Quando acontecem tragédias como os atentados na escola Raul Brasil, em Suzano, e o mais recente, na Thomazia Montoro, toda a sociedade, em meio ao horror, tenta encontrar os motivos que levam crianças a cometer tais atos de monstruosidade. Não raramente encontram o chamado bullying, jogos violentos ou filmes como bodes expiatórios, mas há uma discussão muito mais profunda a ser feita.
Em todos esses episódios, é possível notar um padrão: todos autores são garotos brancos que acabam canalizando suas frustrações sociais em discursos – e, por fim, atos – de ódio. São jovens que custam a aceitar que suas masculinidades brancas não os dão, por si só, aquilo que eles acreditam que merecem.
É claramente necessário um maior acompanhamento psicológico aos estudantes, mas nada surtirá efeito enquanto não houver uma drástica mudança na lógica escolar. Toda vez que coloca-se em debate um modelo mais libertário de educação, brotam de todos os cantos reacionários bradando que se trata de “doutrinação”, “ideologia de gênero” e coisas do tipo.

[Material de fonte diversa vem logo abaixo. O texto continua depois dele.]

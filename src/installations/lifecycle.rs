//! Lifecycle reconciliation for installation events.
//!
//! Webhook deliveries and callback claims arrive independently and in any
//! order; both funnel through here. Webhook events drive all status
//! transitions; the callback path only creates or claims rows.

use serde::Deserialize;
use thiserror::Error;

use crate::db::{DbPool, Installation, InstallationStatus, UpsertInstallation};
use crate::github::{CredentialBroker, GitHubError, InstallationDetails};

use super::store::{self, StatusUpdate};

/// Provider key under which GitHub identities are linked.
const PROVIDER_GITHUB: &str = "github";

#[derive(Debug, Deserialize)]
pub struct AccountPayload {
    pub id: i64,
    pub login: String,
    #[serde(rename = "type")]
    pub account_type: String,
    pub avatar_url: Option<String>,
}

#[derive(Debug, Deserialize)]
pub struct InstallationPayload {
    pub id: i64,
    pub account: AccountPayload,
    pub repository_selection: Option<String>,
    pub permissions: Option<serde_json::Value>,
    pub events: Option<Vec<String>>,
}

/// Installation webhook payloads, as a closed set keyed by `action`.
/// Anything GitHub sends that is not modeled here lands in `Other` and is
/// intentionally ignored.
#[derive(Debug, Deserialize)]
#[serde(tag = "action", rename_all = "snake_case")]
pub enum InstallationEvent {
    Created { installation: InstallationPayload },
    Deleted { installation: InstallationPayload },
    Suspend { installation: InstallationPayload },
    Unsuspend { installation: InstallationPayload },
    #[serde(other)]
    Other,
}

impl InstallationPayload {
    fn to_upsert(&self) -> UpsertInstallation {
        UpsertInstallation {
            installation_id: self.id,
            user_id: None,
            account_id: self.account.id,
            account_login: self.account.login.clone(),
            account_type: self.account.account_type.clone(),
            account_avatar_url: self.account.avatar_url.clone(),
            repository_selection: self.repository_selection.clone(),
            permissions: self.permissions.clone(),
            events: self.events.clone(),
        }
    }
}

/// Apply one webhook event onto the store. Idempotent: GitHub redelivers on
/// timeout, and replays must not produce side effects beyond the first
/// application.
pub async fn apply_webhook_event(
    pool: &DbPool,
    broker: &CredentialBroker,
    event: InstallationEvent,
) -> Result<(), sqlx::Error> {
    match event {
        InstallationEvent::Created { installation } => {
            let inserted = store::insert_provisional(pool, &installation.to_upsert()).await?;
            if inserted {
                tracing::info!(
                    installation_id = installation.id,
                    account = %installation.account.login,
                    "Installation created via webhook (unowned until claimed)"
                );
            } else {
                tracing::info!(
                    installation_id = installation.id,
                    "Installation already exists, ignoring created event"
                );
            }
        }
        InstallationEvent::Suspend { installation } => {
            let outcome =
                store::update_status(pool, installation.id, InstallationStatus::Suspended).await?;
            broker.invalidate_installation_token(installation.id);
            if outcome == StatusUpdate::Applied {
                tracing::info!(installation_id = installation.id, "Installation suspended");
            }
        }
        InstallationEvent::Unsuspend { installation } => {
            let outcome =
                store::update_status(pool, installation.id, InstallationStatus::Active).await?;
            if outcome == StatusUpdate::Applied {
                tracing::info!(installation_id = installation.id, "Installation unsuspended");
            }
        }
        InstallationEvent::Deleted { installation } => {
            let outcome =
                store::update_status(pool, installation.id, InstallationStatus::Deleted).await?;
            broker.invalidate_installation_token(installation.id);
            if outcome == StatusUpdate::Applied {
                tracing::info!(installation_id = installation.id, "Installation deleted");
            }
        }
        InstallationEvent::Other => {
            tracing::debug!("Ignoring unhandled installation action");
        }
    }
    Ok(())
}

/// Why a callback claim was refused. `redirect_code` is the machine-readable
/// code carried on the error redirect.
#[derive(Debug, Error)]
pub enum ClaimError {
    #[error("organization installations are not supported")]
    OrgNotSupported,
    #[error("no GitHub identity linked for this user")]
    NotLinked,
    #[error("installation belongs to a different GitHub account")]
    OwnerMismatch,
    #[error(transparent)]
    Upstream(#[from] GitHubError),
    #[error(transparent)]
    Database(#[from] sqlx::Error),
}

impl ClaimError {
    pub fn redirect_code(&self) -> &'static str {
        match self {
            Self::OrgNotSupported => "org_installation_not_supported",
            Self::NotLinked => "github_not_linked",
            Self::OwnerMismatch => "installation_owner_mismatch",
            Self::Upstream(_) | Self::Database(_) => "github_callback_failed",
        }
    }
}

/// Bind an installation to the calling user.
///
/// Only User-type accounts can be claimed, and only by the local user whose
/// linked GitHub identity matches the installation's account id - otherwise
/// anyone could hijack a grant by guessing its installation id. Every
/// refusal leaves the store untouched.
pub async fn claim_installation(
    pool: &DbPool,
    user_id: &str,
    details: &InstallationDetails,
) -> Result<Installation, ClaimError> {
    if details.account.account_type != "User" {
        tracing::warn!(
            installation_id = details.id,
            account = %details.account.login,
            "Organization installation not supported"
        );
        return Err(ClaimError::OrgNotSupported);
    }

    let identity = store::find_identity(pool, user_id, PROVIDER_GITHUB)
        .await?
        .ok_or_else(|| {
            tracing::warn!(user_id, "User has no GitHub identity linked");
            ClaimError::NotLinked
        })?;

    // An unparseable provider id can never match
    let linked_id: i64 = identity.provider_user_id.parse().unwrap_or(-1);
    if details.account.id != linked_id {
        tracing::warn!(
            user_id,
            linked_github_id = linked_id,
            installation_account_id = details.account.id,
            account = %details.account.login,
            "Installation owner mismatch"
        );
        return Err(ClaimError::OwnerMismatch);
    }

    let installation = store::upsert_installation(
        pool,
        &UpsertInstallation {
            installation_id: details.id,
            user_id: Some(user_id.to_string()),
            account_id: details.account.id,
            account_login: details.account.login.clone(),
            account_type: details.account.account_type.clone(),
            account_avatar_url: details.account.avatar_url.clone(),
            repository_selection: details.repository_selection.clone(),
            permissions: Some(details.permissions.clone()),
            events: Some(details.events.clone()),
        },
    )
    .await?;

    tracing::info!(
        installation_id = details.id,
        account = %details.account.login,
        "GitHub App installation claimed"
    );

    Ok(installation)
}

Esquecem-se (ou ignoram), no entanto, que o ambiente escolar é o berço da sociedade e, para formar cidadãos, deve se tornar um local de debate livre e celebração da diversidade e do pensamento crítico. “Às vezes não dá para ser didático tendo que quebrar o tabu e os costumes frágeis das crenças limitantes”, já disse o poeta.
Urge que o ambiente escolar seja aberto para a sociedade. Que nele nasça o Brasil necessário, plural e diverso, com Jesus, Buda, Maomé e Exú. Já!